The Spring Split third place match and final was played at The Fillmore Miami Beach at the Jackie Gleason Theater in Miami, Florida.

=== Regular season ===

| Pos | Team | Pld | W | L | PCT | Qualification |
| 1 | 100 Thieves | 19 | 13 | 6 | .684 | Advance to semifinals |
| 2 | Echo Fox | 19 | 12 | 7 | .632 |
| 3 | Team SoloMid | 20 | 13 | 7 | .650 | Advance to quarterfinals |
| 4 | Team Liquid | 20 | 12 | 8 | .600 |
| 5 | Cloud9 | 20 | 12 | 8 | .600 |
| 6 | Clutch Gaming | 20 | 11 | 9 | .550 |
| 7 | Counter Logic Gaming | 18 | 7 | 11 | .389 |  |
| 8 | FlyQuest | 18 | 6 | 12 | .333 |
| 9 | OpTic Gaming | 18 | 5 | 13 | .278 |
| 10 | Golden Guardians | 18 | 4 | 14 | .222 |

=== Awards ===
- Most Valuable Player: Aphromoo, 100 Thieves
- Rookie of the Split: Licorice, Cloud9
- Coach of the Split: Pr0lly, 100 Thieves

- 1st Team All-Pro:
  - T Huni, Echo Fox
  - J Dardoch, Echo Fox
  - M Bjergsen, Team SoloMid
  - B Cody Sun, 100 Thieves
  - S Aphromoo, 100 Thieves

- 2nd Team All-Pro:
  - T Hauntzer, Team SoloMid
  - J Meteos, 100 Thieves
  - M Jensen, Cloud9
  - B Zven, Team SoloMid
  - S Smoothie, Cloud9

- 3rd Team All-Pro:
  - T Ssumday, 100 Thieves
  - J Svenskeren, Cloud9
  - M Febiven, Clutch Gaming
  - B Sneaky, Cloud9
  - S Hakuho, Clutch Gaming

== Summer ==
The Summer Split regular season ran from June 16 to August 19, 2018, and followed the same format as the Spring Split. The top six teams from the summer regular season secured spots in the Summer Split playoffs, which ran from August 25 to September 9, 2018. The playoffs were a single-elimination tournament, with top two teams starting in the semifinals and the following four starting in the quarterfinals. The winner of the summer playoffs directly qualified for the 2018 World Championship.

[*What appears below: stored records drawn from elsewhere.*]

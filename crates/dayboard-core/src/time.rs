//! Time types for calendar events.
//!
//! This module provides [`EventTime`] for representing event start/end times
//! (which may be either a specific datetime or an all-day date), and
//! [`DayWindow`] for the `[start, end)` range of one local calendar day.

use chrono::{
    DateTime, Duration, FixedOffset, Local, NaiveDate, NaiveTime, Offset, TimeZone, Utc,
};
use serde::{Deserialize, Serialize};
use std::cmp::Ordering;

/// Represents the time of a calendar event.
///
/// Calendar events can have two types of times:
/// - **DateTime**: A specific point in time (with timezone, stored as UTC)
/// - **AllDay**: A date without a specific time (all-day events)
#[derive(Debug, Clone, PartialEq, Eq, Serialize, Deserialize)]
#[serde(tag = "type", content = "value")]
pub enum EventTime {
    /// A specific datetime, stored in UTC.
    DateTime(DateTime<Utc>),
    /// An all-day event date (no specific time).
    AllDay(NaiveDate),
}

impl EventTime {
    /// Creates a new `EventTime::DateTime` from a datetime in any timezone.
    pub fn from_local<Tz: TimeZone>(dt: DateTime<Tz>) -> Self {
        Self::DateTime(dt.with_timezone(&Utc))
    }

    /// Creates a new `EventTime::AllDay` from a date.
    pub fn from_date(date: NaiveDate) -> Self {
        Self::AllDay(date)
    }

    /// Returns `true` if this is an all-day event time.
    pub fn is_all_day(&self) -> bool {
        matches!(self, Self::AllDay(_))
    }

    /// Converts to a UTC datetime for comparison purposes.
    ///
    /// For all-day events, returns midnight UTC on that date.
    pub fn to_utc_datetime(&self) -> DateTime<Utc> {
        match self {
            Self::DateTime(dt) => *dt,
            Self::AllDay(date) => date.and_time(NaiveTime::MIN).and_utc(),
        }
    }

    /// Formats the time of day in the given timezone, or `"all day"`.
    pub fn display_in<Tz: TimeZone>(&self, tz: &Tz) -> String
    where
        Tz::Offset: std::fmt::Display,
    {
        match self {
            Self::DateTime(dt) => dt.with_timezone(tz).format("%H:%M").to_string(),
            Self::AllDay(_) => "all day".to_string(),
        }
    }
}

impl PartialOrd for EventTime {
    fn partial_cmp(&self, other: &Self) -> Option<Ordering> {
        Some(self.cmp(other))
    }
}

impl Ord for EventTime {
    fn cmp(&self, other: &Self) -> Ordering {
        self.to_utc_datetime().cmp(&other.to_utc_datetime())
    }
}

/// The `[start, end)` range of one local calendar day.
///
/// Both endpoints are local midnights carrying the zone's UTC offset at that
/// instant. On a DST transition day the two offsets differ, so the absolute
/// span is 23 or 25 hours while the local span stays 24 hours.
#[derive(Debug, Clone, PartialEq, Eq, Serialize, Deserialize)]
pub struct DayWindow {
    /// The calendar date this window covers.
    pub date: NaiveDate,
    /// Local midnight at the start of `date` (inclusive).
    pub start: DateTime<FixedOffset>,
    /// Local midnight at the start of the following date (exclusive).
    pub end: DateTime<FixedOffset>,
}

impl DayWindow {
    /// Creates the window for `date` in the given timezone.
    ///
    /// Returns `None` at the edges of the representable calendar, where the
    /// following midnight cannot be expressed.
    pub fn for_date<Tz: TimeZone>(date: NaiveDate, tz: &Tz) -> Option<Self> {
        let next = date.succ_opt()?;
        Some(Self {
            date,
            start: local_midnight(date, tz)?,
            end: local_midnight(next, tz)?,
        })
    }

    /// Creates the window for today in the system's local timezone.
    pub fn today() -> Option<Self> {
        Self::for_date(Local::now().date_naive(), &Local)
    }

    /// Returns the absolute duration of this window.
    pub fn duration(&self) -> Duration {
        self.end - self.start
    }

    /// Returns the span measured on the local wall clock.
    pub fn local_span(&self) -> Duration {
        self.end.naive_local() - self.start.naive_local()
    }

    /// Checks if an instant falls within this window (half-open).
    pub fn contains(&self, dt: DateTime<Utc>) -> bool {
        self.start <= dt && dt < self.end
    }
}

/// Resolves local midnight of `date` to an offset-aware instant.
///
/// An ambiguous midnight resolves to the earliest instant. A midnight that
/// falls inside a DST gap resolves to the end of the gap.
fn local_midnight<Tz: TimeZone>(date: NaiveDate, tz: &Tz) -> Option<DateTime<FixedOffset>> {
    let naive = date.and_time(NaiveTime::MIN);
    if let Some(dt) = tz.from_local_datetime(&naive).earliest() {
        return Some(dt.fixed_offset());
    }

    let before = naive
        .checked_sub_signed(Duration::hours(24))
        .and_then(|day_before| tz.from_local_datetime(&day_before).earliest())
        .map(|dt| dt.offset().fix())
        .unwrap_or_else(|| Utc.fix());
    let transition =
        naive.checked_sub_signed(Duration::seconds(i64::from(before.local_minus_utc())))?;
    Some(tz.from_utc_datetime(&transition).fixed_offset())
}

#[cfg(test)]
mod tests {
    use super::*;
    use chrono::{Timelike, TimeZone};

    fn utc(y: i32, m: u32, d: u32, h: u32, min: u32, s: u32) -> DateTime<Utc> {
        Utc.with_ymd_and_hms(y, m, d, h, min, s).unwrap()
    }

    fn date(y: i32, m: u32, d: u32) -> NaiveDate {
        NaiveDate::from_ymd_opt(y, m, d).unwrap()
    }

    mod event_time {
        use super::*;

        #[test]
        fn to_utc_datetime() {
            let dt = utc(2025, 2, 5, 10, 30, 0);
            assert_eq!(EventTime::DateTime(dt).to_utc_datetime(), dt);

            let et_ad = EventTime::from_date(date(2025, 2, 5));
            assert_eq!(et_ad.to_utc_datetime(), utc(2025, 2, 5, 0, 0, 0));
        }

        #[test]
        fn from_local_converts_to_utc() {
            let offset = FixedOffset::east_opt(2 * 3600).unwrap();
            let local = offset.with_ymd_and_hms(2025, 2, 5, 12, 0, 0).unwrap();
            assert_eq!(
                EventTime::from_local(local),
                EventTime::DateTime(utc(2025, 2, 5, 10, 0, 0))
            );
        }

        #[test]
        fn ordering() {
            let et1 = EventTime::DateTime(utc(2025, 2, 5, 10, 0, 0));
            let et2 = EventTime::DateTime(utc(2025, 2, 5, 11, 0, 0));
            let et3 = EventTime::from_date(date(2025, 2, 5));

            assert!(et3 < et1);
            assert!(et1 < et2);
        }

        #[test]
        fn display_in_timezone() {
            let et = EventTime::DateTime(utc(2025, 2, 5, 10, 30, 0));
            assert_eq!(et.display_in(&Utc), "10:30");
            let plus_one = FixedOffset::east_opt(3600).unwrap();
            assert_eq!(et.display_in(&plus_one), "11:30");
            assert_eq!(EventTime::from_date(date(2025, 2, 5)).display_in(&Utc), "all day");
        }

        #[test]
        fn serde_roundtrip() {
            let et_dt = EventTime::DateTime(utc(2025, 2, 5, 10, 30, 0));
            let json = serde_json::to_string(&et_dt).unwrap();
            let parsed: EventTime = serde_json::from_str(&json).unwrap();
            assert_eq!(et_dt, parsed);
        }
    }

    mod day_window {
        use super::*;
        use chrono_tz::America::{New_York, Santiago};
        use chrono_tz::Europe::Berlin;

        #[test]
        fn utc_day() {
            let window = DayWindow::for_date(date(2025, 2, 5), &Utc).unwrap();
            assert_eq!(window.start, utc(2025, 2, 5, 0, 0, 0));
            assert_eq!(window.end, utc(2025, 2, 6, 0, 0, 0));
            assert_eq!(window.duration(), Duration::hours(24));
            assert_eq!(window.local_span(), Duration::hours(24));
        }

        #[test]
        fn fixed_offset_keeps_offset_on_both_ends() {
            let tz = FixedOffset::east_opt(-7 * 3600).unwrap();
            let window = DayWindow::for_date(date(2025, 6, 1), &tz).unwrap();
            assert_eq!(window.start.to_rfc3339(), "2025-06-01T00:00:00-07:00");
            assert_eq!(window.end.to_rfc3339(), "2025-06-02T00:00:00-07:00");
        }

        #[test]
        fn spring_forward_day() {
            let window = DayWindow::for_date(date(2024, 3, 10), &New_York).unwrap();
            assert_eq!(window.start.to_rfc3339(), "2024-03-10T00:00:00-05:00");
            assert_eq!(window.end.to_rfc3339(), "2024-03-11T00:00:00-04:00");
            assert_eq!(window.local_span(), Duration::hours(24));
            assert_eq!(window.duration(), Duration::hours(23));
        }

        #[test]
        fn fall_back_day() {
            let window = DayWindow::for_date(date(2024, 10, 27), &Berlin).unwrap();
            assert_eq!(window.start.to_rfc3339(), "2024-10-27T00:00:00+02:00");
            assert_eq!(window.end.to_rfc3339(), "2024-10-28T00:00:00+01:00");
            assert_eq!(window.local_span(), Duration::hours(24));
            assert_eq!(window.duration(), Duration::hours(25));
        }

        #[test]
        fn midnight_inside_gap_moves_to_end_of_gap() {
            // Chile skipped 00:00-01:00 local on 2024-09-08.
            let window = DayWindow::for_date(date(2024, 9, 8), &Santiago).unwrap();
            assert_eq!(window.start.hour(), 1);
            assert_eq!(window.start.offset().local_minus_utc(), -3 * 3600);
            assert_eq!(window.end.to_rfc3339(), "2024-09-09T00:00:00-03:00");
        }

        #[test]
        fn last_representable_date_has_no_window() {
            assert!(DayWindow::for_date(NaiveDate::MAX, &Utc).is_none());
            assert!(DayWindow::for_date(NaiveDate::MAX, &New_York).is_none());
        }

        #[test]
        fn today_has_a_window() {
            let window = DayWindow::today().unwrap();
            assert_eq!(window.local_span(), Duration::hours(24));
        }

        #[test]
        fn contains_is_half_open() {
            let window = DayWindow::for_date(date(2025, 2, 5), &Utc).unwrap();
            assert!(window.contains(utc(2025, 2, 5, 0, 0, 0)));
            assert!(window.contains(utc(2025, 2, 5, 23, 59, 59)));
            assert!(!window.contains(utc(2025, 2, 6, 0, 0, 0)));
            assert!(!window.contains(utc(2025, 2, 4, 23, 59, 59)));
        }
    }
}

The Summer Split third place match and final took place at the Oracle Arena in Oakland, California.

=== Regular season ===

| Pos | Team | Pld | W | L | PCT | Qualification |
| 1 | Team Liquid | 18 | 12 | 6 | .667 | Advance to semifinals |
| 2 | Cloud9 | 18 | 11 | 7 | .611 |
| 3 | 100 Thieves | 20 | 12 | 8 | .600 | Advance to quarterfinals |
| 4 | Echo Fox | 20 | 11 | 9 | .550 |
| 5 | Team SoloMid | 20 | 11 | 9 | .550 |
| 6 | FlyQuest | 20 | 10 | 10 | .500 |
| 7 | OpTic Gaming | 18 | 9 | 9 | .500 |  |
| 8 | Counter Logic Gaming | 18 | 7 | 11 | .389 |
| 9 | Clutch Gaming | 18 | 6 | 12 | .333 |
| 10 | Golden Guardians | 18 | 5 | 13 | .278 |

=== Awards ===
- Most Valuable Player: Doublelift, Team Liquid
- Rookie of the Split: Blaber, Cloud9
- Coach of the Split: Reapered, Cloud9

- 1st Team All-Pro:
  - T Ssumday, 100 Thieves
  - J Xmithie, Team Liquid
  - M Jensen, Cloud9
  - B Doublelift, Team Liquid
  - S Aphromoo, 100 Thieves

- 2nd Team All-Pro:
  - T Licorice, Cloud9
  - J Dardoch, Echo Fox
  - M PowerOfEvil, OpTic Gaming
  - B Sneaky, Cloud9
  - S Zeyzal, Cloud9

- 3rd Team All-Pro:
  - T Impact, Team Liquid
  - T Flame, FlyQuest
  - J Santorin, FlyQuest
  - M Bjergsen, Team SoloMid
  - B Zven, Team SoloMid
  - S Olleh, Team Liquid

== Worlds qualification ==
=== Championship Points ===

| Pos | Team | Spr | Sum | Total | Qualification |
| 1 | Team Liquid | 90 | AQ | AQ | 2018 League of Legends World Championship |
| 2 | 100 Thieves | 70 | 40 | 110 |
| 3 | Cloud9 | 10 | 90 | 100 | Advance to Regional Finals |
| 4 | Team SoloMid | 10 | 70 | 80 |
| 5 | Echo Fox | 50 | 20 | 70 |
| 6 | Clutch Gaming | 30 | 0 | 30 |
| 7 | FlyQuest | 0 | 20 | 20 |  |
| 8 | Counter Logic Gaming | 0 | 0 | 0 |
| 9 | Golden Guardians | 0 | 0 | 0 |
| 10 | OpTic Gaming | 0 | 0 | 0 |

=== Regional qualifier ===
The regional qualifier was a single elimination ladder tournament that ran from September 14 to 16, and consisted of the top four teams in the LCS based on championship points that had not directly qualified for the 2018 World Championship. All matches were best-of-five The winner of the Regional Finals advanced to the 2018 World Championship.